BEGIN
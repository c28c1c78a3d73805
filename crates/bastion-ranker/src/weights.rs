//! Weight set for settlement readiness scoring.
//!
//! Nine coefficients in three groups. Each group is expected to sum to 1.0;
//! the composer does not renormalise, so a misconfigured group visibly skews
//! the scores until an administrator fixes it.

use serde::{Deserialize, Serialize};
use std::fmt;

/// Allowed deviation of a group sum from 1.0.
pub const GROUP_SUM_TOLERANCE: f64 = 0.01;

#[derive(Debug, Clone, Copy, PartialEq, Eq, Hash, Serialize, Deserialize)]
#[serde(rename_all = "snake_case")]
pub enum WeightGroup {
    Readiness,
    Risk,
    Priority,
}

impl WeightGroup {
    pub const ALL: [WeightGroup; 3] = [WeightGroup::Readiness, WeightGroup::Risk, WeightGroup::Priority];

    pub fn as_str(&self) -> &'static str {
        match self {
            WeightGroup::Readiness => "readiness",
            WeightGroup::Risk => "risk",
            WeightGroup::Priority => "priority",
        }
    }
}

/// Readiness group: personnel currency, component operability, training recency.
#[derive(Debug, Clone, Copy, PartialEq, Serialize, Deserialize)]
pub struct ReadinessWeights {
    pub personnel: f64,
    pub components: f64,
    pub training: f64,
}

/// Risk group: threat rating, infrastructure vulnerability, response gap, open incidents.
#[derive(Debug, Clone, Copy, PartialEq, Serialize, Deserialize)]
pub struct RiskWeights {
    pub threat: f64,
    pub infra: f64,
    pub response: f64,
    pub incidents: f64,
}

/// Priority group: how much risk and inverted readiness drive "needs attention".
#[derive(Debug, Clone, Copy, PartialEq, Serialize, Deserialize)]
pub struct PriorityWeights {
    pub risk: f64,
    pub readiness: f64,
}

/// The complete 9-coefficient weight set.
#[derive(Debug, Clone, Copy, PartialEq, Serialize, Deserialize)]
pub struct WeightSet {
    pub readiness: ReadinessWeights,
    pub risk: RiskWeights,
    pub priority: PriorityWeights,
}

impl Default for WeightSet {
    fn default() -> Self {
        Self {
            readiness: ReadinessWeights {
                personnel:  0.4,
                components: 0.4,
                training:   0.2,
            },
            risk: RiskWeights {
                threat:    0.3,
                infra:     0.3,
                response:  0.3,
                incidents: 0.1,
            },
            priority: PriorityWeights {
                risk:      0.6,
                readiness: 0.4,
            },
        }
    }
}

/// A group whose coefficients do not sum to 1.0 within tolerance.
#[derive(Debug, Clone, Copy, PartialEq, Serialize, Deserialize)]
pub struct GroupWarning {
    pub group: WeightGroup,
    pub sum: f64,
}

impl fmt::Display for GroupWarning {
    fn fmt(&self, f: &mut fmt::Formatter<'_>) -> fmt::Result {
        write!(
            f,
            "{} weights sum to {:.3}, expected 1.0 ± {}",
            self.group.as_str(),
            self.sum,
            GROUP_SUM_TOLERANCE
        )
    }
}

impl WeightSet {
    pub fn group_sum(&self, group: WeightGroup) -> f64 {
        match group {
            WeightGroup::Readiness => {
                self.readiness.personnel + self.readiness.components + self.readiness.training
            }
            WeightGroup::Risk => {
                self.risk.threat + self.risk.infra + self.risk.response + self.risk.incidents
            }
            WeightGroup::Priority => self.priority.risk + self.priority.readiness,
        }
    }

    /// Groups whose sum falls outside [0.99, 1.01].
    pub fn validate(&self) -> Vec<GroupWarning> {
        WeightGroup::ALL
            .iter()
            .map(|&group| GroupWarning { group, sum: self.group_sum(group) })
            .filter(|w| (w.sum - 1.0).abs() > GROUP_SUM_TOLERANCE + 1e-9)
            .collect()
    }

    /// Every coefficient must be a finite number in [0, 1].
    pub fn check_bounds(&self) -> Result<(), String> {
        for (name, value) in self.named() {
            if !value.is_finite() || !(0.0..=1.0).contains(&value) {
                return Err(format!("{name} = {value} is outside [0, 1]"));
            }
        }
        Ok(())
    }

    /// Rescale one group so it sums to 1.0. A zero group is left untouched.
    pub fn normalise_group(&mut self, group: WeightGroup) {
        let sum = self.group_sum(group);
        if sum <= 0.0 {
            return;
        }
        match group {
            WeightGroup::Readiness => {
                self.readiness.personnel  /= sum;
                self.readiness.components /= sum;
                self.readiness.training   /= sum;
            }
            WeightGroup::Risk => {
                self.risk.threat    /= sum;
                self.risk.infra     /= sum;
                self.risk.response  /= sum;
                self.risk.incidents /= sum;
            }
            WeightGroup::Priority => {
                self.priority.risk      /= sum;
                self.priority.readiness /= sum;
            }
        }
    }

    /// Coefficients with their dotted names, in display order.
    pub fn named(&self) -> [(&'static str, f64); 9] {
        [
            ("readiness.personnel",  self.readiness.personnel),
            ("readiness.components", self.readiness.components),
            ("readiness.training",   self.readiness.training),
            ("risk.threat",          self.risk.threat),
            ("risk.infra",           self.risk.infra),
            ("risk.response",        self.risk.response),
            ("risk.incidents",       self.risk.incidents),
            ("priority.risk",        self.priority.risk),
            ("priority.readiness",   self.priority.readiness),
        ]
    }

    /// Set a coefficient by its dotted name. Returns false for unknown names.
    pub fn set(&mut self, name: &str, value: f64) -> bool {
        let slot = match name {
            "readiness.personnel"  => &mut self.readiness.personnel,
            "readiness.components" => &mut self.readiness.components,
            "readiness.training"   => &mut self.readiness.training,
            "risk.threat"          => &mut self.risk.threat,
            "risk.infra"           => &mut self.risk.infra,
            "risk.response"        => &mut self.risk.response,
            "risk.incidents"       => &mut self.risk.incidents,
            "priority.risk"        => &mut self.priority.risk,
            "priority.readiness"   => &mut self.priority.readiness,
            _ => return false,
        };
        *slot = value;
        true
    }
}
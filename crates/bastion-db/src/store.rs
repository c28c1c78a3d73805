//! Trait for record store access.
//!
//! The scoring engine reads settlement-defense records through this
//! abstraction so it stays independent of the hosted backend.

use async_trait::async_trait;
use bastion_common::entities::{
    Certification, Incident, Inspection, SecurityComponent, Settlement, Soldier, TrainingEvent,
};
use uuid::Uuid;

use crate::error::Result;
use crate::query::RecordQuery;

/// Read access to the settlement-defense tables.
///
/// Implementations can use:
/// - the hosted backend's REST interface (remote)
/// - a JSON snapshot held in memory (local, tests)
#[async_trait]
pub trait RecordStore: Send + Sync {
    /// All settlements in scope, ordered by name.
    async fn settlements(&self) -> Result<Vec<Settlement>>;

    /// A single settlement. Fails with `DbError::NotFound` if unknown.
    async fn settlement(&self, id: Uuid) -> Result<Settlement>;

    async fn soldiers(&self, query: &RecordQuery) -> Result<Vec<Soldier>>;

    async fn certifications(&self, query: &RecordQuery) -> Result<Vec<Certification>>;

    async fn components(&self, query: &RecordQuery) -> Result<Vec<SecurityComponent>>;

    async fn inspections(&self, query: &RecordQuery) -> Result<Vec<Inspection>>;

    async fn incidents(&self, query: &RecordQuery) -> Result<Vec<Incident>>;

    async fn training_events(&self, query: &RecordQuery) -> Result<Vec<TrainingEvent>>;
}
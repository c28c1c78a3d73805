//! Record store error types.

use bastion_common::BastionError;
use thiserror::Error;

pub type Result<T> = std::result::Result<T, DbError>;

#[derive(Debug, Error)]
pub enum DbError {
    #[error("Backend error: {0}")]
    Backend(String),

    #[error("IO error: {0}")]
    Io(#[from] std::io::Error),

    #[error("Serialization error: {0}")]
    Serialization(#[from] serde_json::Error),

    #[error("Record not found: {0}")]
    NotFound(String),

    #[error("Invalid query: {0}")]
    InvalidQuery(String),
}

impl From<DbError> for BastionError {
    fn from(err: DbError) -> Self {
        match err {
            DbError::NotFound(what) => BastionError::NotFound(what),
            other => BastionError::Fetch(other.to_string()),
        }
    }
}
//! Scoring parameters for the readiness engine.
//!
//! Collector windows, normalisation caps, attention tier thresholds and the
//! weight validation policy. Loadable from YAML/JSON or embedded in `bastion.toml`.

use serde::{Deserialize, Serialize};

use crate::error::{BastionError, Result};

/// Longest accepted collector window, in days.
pub const MAX_WINDOW_DAYS: i64 = 36_500;

/// Complete scoring parameter set.
#[derive(Debug, Clone, Serialize, Deserialize, PartialEq)]
pub struct ScoringParams {
    /// Days a range session or certification keeps a soldier current
    #[serde(default = "default_validity_days")]
    pub personnel_validity_days: i64,

    /// Lookback window for training recency
    #[serde(default = "default_lookback_days")]
    pub training_lookback_days: i64,

    /// Training events expected per lookback window
    #[serde(default = "default_expected_events")]
    pub expected_training_events: f64,

    /// Open incident count at which the incident factor saturates
    #[serde(default = "default_incident_saturation")]
    pub incident_saturation: u32,

    /// Attention tier thresholds on the 0-100 priority scale
    #[serde(default)]
    pub tiers: TierThresholds,

    /// What `save` does with a weight group that does not sum to 1.0
    #[serde(default)]
    pub validation_policy: ValidationPolicy,

    /// Per-settlement record fetch timeout
    #[serde(default = "default_fetch_timeout_ms")]
    pub fetch_timeout_ms: u64,

    /// Maximum memoized score cards
    #[serde(default = "default_cache_capacity")]
    pub cache_capacity: u64,
}

fn default_validity_days() -> i64 { 90 }
fn default_lookback_days() -> i64 { 90 }
fn default_expected_events() -> f64 { 6.0 }
fn default_incident_saturation() -> u32 { 5 }
fn default_fetch_timeout_ms() -> u64 { 5_000 }
fn default_cache_capacity() -> u64 { 1_024 }

impl Default for ScoringParams {
    fn default() -> Self {
        Self {
            personnel_validity_days: default_validity_days(),
            training_lookback_days: default_lookback_days(),
            expected_training_events: default_expected_events(),
            incident_saturation: default_incident_saturation(),
            tiers: TierThresholds::default(),
            validation_policy: ValidationPolicy::default(),
            fetch_timeout_ms: default_fetch_timeout_ms(),
            cache_capacity: default_cache_capacity(),
        }
    }
}

// ── Tier thresholds ───────────────────────────────────────────────────────────

#[derive(Debug, Clone, Serialize, Deserialize, PartialEq)]
pub struct TierThresholds {
    #[serde(default = "default_critical")]
    pub critical: f64,
    #[serde(default = "default_elevated")]
    pub elevated: f64,
}

fn default_critical() -> f64 { 70.0 }
fn default_elevated() -> f64 { 45.0 }

impl Default for TierThresholds {
    fn default() -> Self {
        Self {
            critical: default_critical(),
            elevated: default_elevated(),
        }
    }
}

// ── Validation policy ─────────────────────────────────────────────────────────

#[derive(Debug, Clone, Copy, Serialize, Deserialize, PartialEq, Eq, Default)]
#[serde(rename_all = "snake_case")]
pub enum ValidationPolicy {
    /// Flag non-summing groups and save anyway
    #[default]
    Warn,
    /// Refuse to save while any group is flagged
    Block,
}

// ── Helper Methods ─────────────────────────────────────────────────────────────

impl ScoringParams {
    /// Reject parameter sets the collectors cannot work with.
    pub fn validate(&self) -> Result<()> {
        if !(1..=MAX_WINDOW_DAYS).contains(&self.personnel_validity_days) {
            return Err(BastionError::Config(format!(
                "personnel_validity_days must be between 1 and {MAX_WINDOW_DAYS}"
            )));
        }
        if !(1..=MAX_WINDOW_DAYS).contains(&self.training_lookback_days) {
            return Err(BastionError::Config(format!(
                "training_lookback_days must be between 1 and {MAX_WINDOW_DAYS}"
            )));
        }
        if !(self.expected_training_events > 0.0) {
            return Err(BastionError::Config("expected_training_events must be positive".into()));
        }
        if self.incident_saturation == 0 {
            return Err(BastionError::Config("incident_saturation must be at least 1".into()));
        }
        if self.tiers.elevated > self.tiers.critical {
            return Err(BastionError::Config(format!(
                "elevated threshold ({}) exceeds critical threshold ({})",
                self.tiers.elevated, self.tiers.critical
            )));
        }
        Ok(())
    }

    /// Load from YAML file
    pub fn from_yaml(path: &str) -> Result<Self> {
        let content = std::fs::read_to_string(path)?;
        let params: Self = serde_yaml::from_str(&content)
            .map_err(|e| BastionError::Config(format!("{path}: {e}")))?;
        params.validate()?;
        Ok(params)
    }

    /// Load from JSON file
    pub fn from_json(path: &str) -> Result<Self> {
        let content = std::fs::read_to_string(path)?;
        let params: Self = serde_json::from_str(&content)?;
        params.validate()?;
        Ok(params)
    }
}

// ── Tests ─────────────────────────────────────────────────────────────────────
//! Rotation generation pipeline.
//!
//! Three pure stages, run once per shift:
//!
//! 1. [`slots`] — the ordered 20-minute slot sequence for the shift.
//! 2. [`capacity`] — which tables take part, given presenter and table
//!    counts.
//! 3. [`rotation`] — the `(i + s) mod C` round-robin assignment producing
//!    the presenter-major grid.
//!
//! [`RotationKpi`] summarizes a generated grid (break distribution, table
//! coverage).

pub mod capacity;
mod kpi;
mod rotation;
pub mod slots;

pub use capacity::CapacityPolicy;
pub use kpi::RotationKpi;
pub use rotation::{DailyOutcome, RotationError, RotationScheduler};
pub use slots::{SHIFT_DURATION_HOURS, SLOTS_PER_SHIFT, SLOT_DURATION_MINUTES};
END
Above are the records; from them, give again exactly the lines from the one containing "use std::fmt;" through the one containing "pub struct ReadinessWeights", both included.

use std::fmt;

/// Allowed deviation of a group sum from 1.0.
pub const GROUP_SUM_TOLERANCE: f64 = 0.01;

#[derive(Debug, Clone, Copy, PartialEq, Eq, Hash, Serialize, Deserialize)]
#[serde(rename_all = "snake_case")]
pub enum WeightGroup {
    Readiness,
    Risk,
    Priority,
}

impl WeightGroup {
    pub const ALL: [WeightGroup; 3] = [WeightGroup::Readiness, WeightGroup::Risk, WeightGroup::Priority];

    pub fn as_str(&self) -> &'static str {
        match self {
            WeightGroup::Readiness => "readiness",
            WeightGroup::Risk => "risk",
            WeightGroup::Priority => "priority",
        }
    }
}

/// Readiness group: personnel currency, component operability, training recency.
#[derive(Debug, Clone, Copy, PartialEq, Serialize, Deserialize)]
pub struct ReadinessWeights {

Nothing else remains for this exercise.